Generally, the marine environment includes unbounded scenario (e.g. sea) and bounded scenario (e.g. lake or river). When the environment is unbounded, the allowable motion ranges of USV and dynamic target will be larger. Moreover, it is not necessary to consider boundary collision risk. When the environment is bounded, the motion ranges of USV and dynamic target are limited, and it is required that the USV does not collide with the environmental boundary during capturing and the hunting cannot be achieved at the boundary. Therefore, target capture in the bounded environment is more challenging and complicated. Accordingly, the bounded marine environment is taken in account in this paper. The target capture is verified based on the bounded environment. So, the target capture environment is a bounded area of size $L_{x} \times L_{y}$ . It is supposed that there are N_q obstacles, N_p USVs and one target in the environment. Obstacles include static and dynamic categories. USVs are all isomorphic and can communicate normally. The target keeps either stationary or moving. It is defined that the capture coverage radius of USV is r_p, the detection coverage radius of target is r_q, and r_q < r_p. Accordingly, a target-centered capture loop is formed. The purpose is the USVs can hunt and enclose the target but the target cannot escape.³³ As shown in Figure 2, when the USVs can be evenly distributed in the loop, the USVs capture the target successfully. At the same time, the target does not detect them and not escape. The blue area is the entire bounded water environment. The gray denotes the obstacle area. The red point represents the target. The safe distance r_s is defined around the obstacles to ensure the safety of USVs. The figure demonstrates the ideal capture of three USVs versus one target.

Figure 2.

Target capture model.

Based on the above rules, the condition for successful capture is presented as follows:

{\begin{cases} r_{q}^{2} \leq {(x_{n} - x_{t})}^{2} + {(y_{n} - y_{t})}^{2} \leq r_{p}^{2} \\ {(x_{n} - x_{n - 1})}^{2} + {(y_{n} - y_{n - 1})}^{2} \\ = {(x_{n} - x_{n + 1})}^{2} + {(y_{n} - y_{n + 1})}^{2} \\ = {(2 s i n \frac{π}{N_{p}} \times \sqrt{{(x_{n} - x_{t})}^{2} + {(y_{n} - y_{t})}^{2}})}^{2} \end{cases}

(3)

where, $(x_{n}, y_{n})$ represents the position of the hunting USV n. $(x_{n - 1}, y_{n - 1})$ and $(x_{n + 1}, y_{n + 1})$ represent the positions of two adjacent neighbors of USV n. $(x_{t}, y_{t})$ means the target position.

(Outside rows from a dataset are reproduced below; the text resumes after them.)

use super::groups::MetricsConfig;
use super::serde_helpers::{
    load_env_bool, load_env_list, load_env_path_opt, load_env_string, load_env_string_opt,
    load_env_var, load_env_var_opt,
};
use super::{ConfigError, LogFormat, LogLevel};
use crate::delivery::CoordinatorConfig;
use crate::sender::{ClientConfig, DEFAULT_BEACON_MAX_PAYLOAD_BYTES, UnloadConfig};
use clap::parser::ValueSource;
use clap::{ArgAction, ArgMatches, CommandFactory, FromArgMatches, Parser};
use serde::{Deserialize, Serialize};
use std::path::{Path, PathBuf};
use std::time::Duration;

const DEFAULT_ENDPOINT: &str = "http://localhost:8080/api/events";
const BATCH_PATH_SUFFIX: &str = "/batch";

#[derive(Parser, Debug, Clone, Serialize, Deserialize)]
#[command(author, version, about, long_about = None)]
#[serde(default)]
pub struct Config {
    /// Collector base endpoint URL
    #[arg(long, env = "EDGEKITE_ENDPOINT", default_value = DEFAULT_ENDPOINT)]
    pub endpoint: String,

    /// Batch delivery URL (defaults to <endpoint>/batch)
    #[arg(long, env = "EDGEKITE_BATCH_ENDPOINT")]
    pub batch_endpoint: Option<String>,

    /// Number of records per batch; reaching it triggers an immediate send
    #[arg(long, env = "EDGEKITE_BATCH_SIZE", default_value = "10")]
    pub batch_size: usize,

    /// Periodic send interval in milliseconds
    #[arg(long, env = "EDGEKITE_BATCH_INTERVAL_MS", default_value = "2000")]
    pub batch_interval_ms: u64,

    /// Timeout of one asynchronous batch request in milliseconds
    #[arg(long, env = "EDGEKITE_REQUEST_TIMEOUT_MS", default_value = "30000")]
    pub request_timeout_ms: u64,

    /// Upper bound on pending records (unbounded if not set)
    #[arg(long, env = "EDGEKITE_MAX_QUEUE_LEN")]
    pub max_queue_len: Option<usize>,

    /// Use the beacon worker for teardown sends when it can be started
    #[arg(
        long,
        env = "EDGEKITE_BEACON_ENABLED",
        default_value_t = true,
        action = ArgAction::Set
    )]
    pub beacon_enabled: bool,

    /// Largest payload the beacon accepts, in bytes
    #[arg(long, env = "EDGEKITE_BEACON_MAX_PAYLOAD_BYTES", default_value = "65536")]
    pub beacon_max_payload_bytes: usize,

    /// How long to wait for pending teardown sends before exit, in milliseconds
    #[arg(long, env = "EDGEKITE_TEARDOWN_GRACE_MS", default_value = "4000")]
    pub teardown_grace_ms: u64,

    /// Enable the diagnostic log for the agent itself
    #[arg(long, env = "EDGEKITE_DEBUG")]
    pub debug: bool,

    /// Log level
    #[arg(long, env = "LOG_LEVEL", default_value = "warn")]
    pub log_level: LogLevel,

    /// Log output format
    #[arg(long, env = "EDGEKITE_LOG_FORMAT", default_value = "compact")]
    pub log_format: LogFormat,

    /// Extra `target=level` log directives (repeatable or comma separated)
    #[arg(
        long = "log-directive",
        env = "EDGEKITE_LOG_DIRECTIVES",
        value_delimiter = ','
    )]
    pub log_directives: Vec<String>,

    /// Enable metrics export
    #[arg(long, env = "EDGEKITE_ENABLE_METRICS")]
    pub enable_metrics: bool,

    /// Metrics export port
    #[arg(long, env = "EDGEKITE_METRICS_PORT", default_value = "9090")]
    pub metrics_port: u16,

    /// Configuration file path (optional, TOML)
    #[arg(long, env = "CONFIG_FILE")]
    pub config_file: Option<PathBuf>,

    /// Derived fields (not CLI arguments)
    #[serde(skip)]
    #[arg(skip)]
    pub batch_interval: Duration,

    #[serde(skip)]
    #[arg(skip)]
    pub request_timeout: Duration,

    #[serde(skip)]
    #[arg(skip)]
    pub teardown_grace: Duration,

    #[serde(skip)]
    #[arg(skip)]
    pub resolved_batch_endpoint: String,

    #[serde(skip)]
    #[arg(skip)]
    pub metrics_config: MetricsConfig,
}

impl Default for Config {
    fn default() -> Self {
        Self {
            endpoint: DEFAULT_ENDPOINT.to_string(),
            batch_endpoint: None,
            batch_size: 10,
            batch_interval_ms: 2000,
            request_timeout_ms: 30_000,
            max_queue_len: None,
            beacon_enabled: true,
            beacon_max_payload_bytes: DEFAULT_BEACON_MAX_PAYLOAD_BYTES,
            teardown_grace_ms: 4000,
            debug: false,
            log_level: LogLevel::Warn,
            log_format: LogFormat::Compact,
            log_directives: Vec::new(),
            enable_metrics: false,
            metrics_port: 9090,
            config_file: None,
            batch_interval: Duration::from_millis(2000),
            request_timeout: Duration::from_millis(30_000),
            teardown_grace: Duration::from_millis(4000),
            resolved_batch_endpoint: format!("{DEFAULT_ENDPOINT}{BATCH_PATH_SUFFIX}"),
            metrics_config: MetricsConfig::default(),
        }
    }
}

// Copy every field whose value came from the command line or the
// environment onto `base`. Defaults leave `base` untouched.
macro_rules! overlay_explicit {
    ($matches:expr, $base:expr, $cli:expr, $($field:ident),+ $(,)?) => {
        $(
            if matches!(
                $matches.value_source(stringify!($field)),
                Some(ValueSource::CommandLine | ValueSource::EnvVariable)
            ) {
                $base.$field = $cli.$field.clone();
            }
        )+
    };
}

impl Config {
    pub fn from_args<I, T>(args: I) -> Result<Self, ConfigError>
    where
        I: IntoIterator<Item = T>,
        T: Into<std::ffi::OsString> + Clone,
    {
        let mut config = Config::parse_from(args);
        config.post_process()?;
        config.validate()?;
        Ok(config)
    }

    pub fn from_env() -> Result<Self, ConfigError> {
        let mut config = Config::default();

        load_env_string("EDGEKITE_ENDPOINT", &mut config.endpoint);
        load_env_string_opt("EDGEKITE_BATCH_ENDPOINT", &mut config.batch_endpoint);
        load_env_var("EDGEKITE_BATCH_SIZE", &mut config.batch_size)?;
        load_env_var("EDGEKITE_BATCH_INTERVAL_MS", &mut config.batch_interval_ms)?;
        load_env_var("EDGEKITE_REQUEST_TIMEOUT_MS", &mut config.request_timeout_ms)?;
        load_env_var_opt("EDGEKITE_MAX_QUEUE_LEN", &mut config.max_queue_len)?;
        load_env_bool("EDGEKITE_BEACON_ENABLED", &mut config.beacon_enabled)?;
        load_env_var(
            "EDGEKITE_BEACON_MAX_PAYLOAD_BYTES",
            &mut config.beacon_max_payload_bytes,
        )?;
        load_env_var("EDGEKITE_TEARDOWN_GRACE_MS", &mut config.teardown_grace_ms)?;
        load_env_bool("EDGEKITE_DEBUG", &mut config.debug)?;
        load_env_var("LOG_LEVEL", &mut config.log_level)?;
        load_env_var("EDGEKITE_LOG_FORMAT", &mut config.log_format)?;
        load_env_list("EDGEKITE_LOG_DIRECTIVES", &mut config.log_directives);
        load_env_bool("EDGEKITE_ENABLE_METRICS", &mut config.enable_metrics)?;
        load_env_var("EDGEKITE_METRICS_PORT", &mut config.metrics_port)?;
        load_env_path_opt("CONFIG_FILE", &mut config.config_file);

        config.post_process()?;
        config.validate()?;
        Ok(config)
    }

    pub fn from_file<P: AsRef<Path>>(path: P) -> Result<Self, ConfigError> {
        let content = std::fs::read_to_string(path)?;
        let mut config: Config = toml::from_str(&content)?;
        config.post_process()?;
        config.validate()?;
        Ok(config)
    }

    /// Command line and environment, layered over the TOML file named by
    /// `--config-file` when one is given.
    pub fn load<I, T>(args: I) -> Result<Self, ConfigError>
    where
        I: IntoIterator<Item = T>,
        T: Into<std::ffi::OsString> + Clone,
    {
        let matches = Config::command().get_matches_from(args);
        let cli = Config::from_arg_matches(&matches)
            .map_err(|e| ConfigError::InvalidConfig(e.to_string()))?;

        let mut config = match &cli.config_file {
            Some(path) => {
                let content = std::fs::read_to_string(path)?;
                let mut base: Config = toml::from_str(&content)?;
                base.overlay(&matches, &cli);
                base.config_file = cli.config_file.clone();
                base
            }
            None => cli,
        };

        config.post_process()?;
        config.validate()?;
        Ok(config)
    }

    fn overlay(&mut self, matches: &ArgMatches, cli: &Config) {
        overlay_explicit!(
            matches,
            self,
            cli,
            endpoint,
            batch_endpoint,
            batch_size,
            batch_interval_ms,
            request_timeout_ms,
            max_queue_len,
            beacon_enabled,
            beacon_max_payload_bytes,
            teardown_grace_ms,
            debug,
            log_level,
            log_format,
            log_directives,
            enable_metrics,
            metrics_port,
        );
    }

    pub fn post_process(&mut self) -> Result<(), ConfigError> {
        self.batch_interval = Duration::from_millis(self.batch_interval_ms);
        self.request_timeout = Duration::from_millis(self.request_timeout_ms);
        self.teardown_grace = Duration::from_millis(self.teardown_grace_ms);

        self.resolved_batch_endpoint = match &self.batch_endpoint {
            Some(batch_endpoint) => batch_endpoint.clone(),
            None => format!("{}{BATCH_PATH_SUFFIX}", self.endpoint.trim_end_matches('/')),
        };

        self.metrics_config.enabled = self.enable_metrics;
        self.metrics_config.port = self.metrics_port;

        Ok(())
    }

    pub fn coordinator_config(&self) -> CoordinatorConfig {
        CoordinatorConfig {
            batch_size: self.batch_size,
            batch_interval: self.batch_interval,
            max_queue_len: self.max_queue_len,
        }
    }

    pub fn client_config(&self) -> ClientConfig {
        ClientConfig::with_endpoint(self.resolved_batch_endpoint.clone())
            .with_timeout(self.request_timeout)
    }

    pub fn unload_config(&self) -> UnloadConfig {
        UnloadConfig {
            client: self.client_config(),
            beacon_enabled: self.beacon_enabled,
            beacon_max_payload_bytes: self.beacon_max_payload_bytes,
        }
    }
}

Different from the search and tracking problem with the completely unknown target information, the capture problem requires the hunters can grasp the position and action information of the evaders in advance, so as to make fast maneuvering decisions. The research of capture problem focuses on the effective and rapid formation of capture.³⁴ For successful capturing and safe running of USVs, the following assumptions are proposed:

Assumption 1. It is assumed that the speed of hunting USV is variable, and the target’s maximum speed is lower than that of USV.

Assumption 2. It is assumed that the position and motion of target are known for USV.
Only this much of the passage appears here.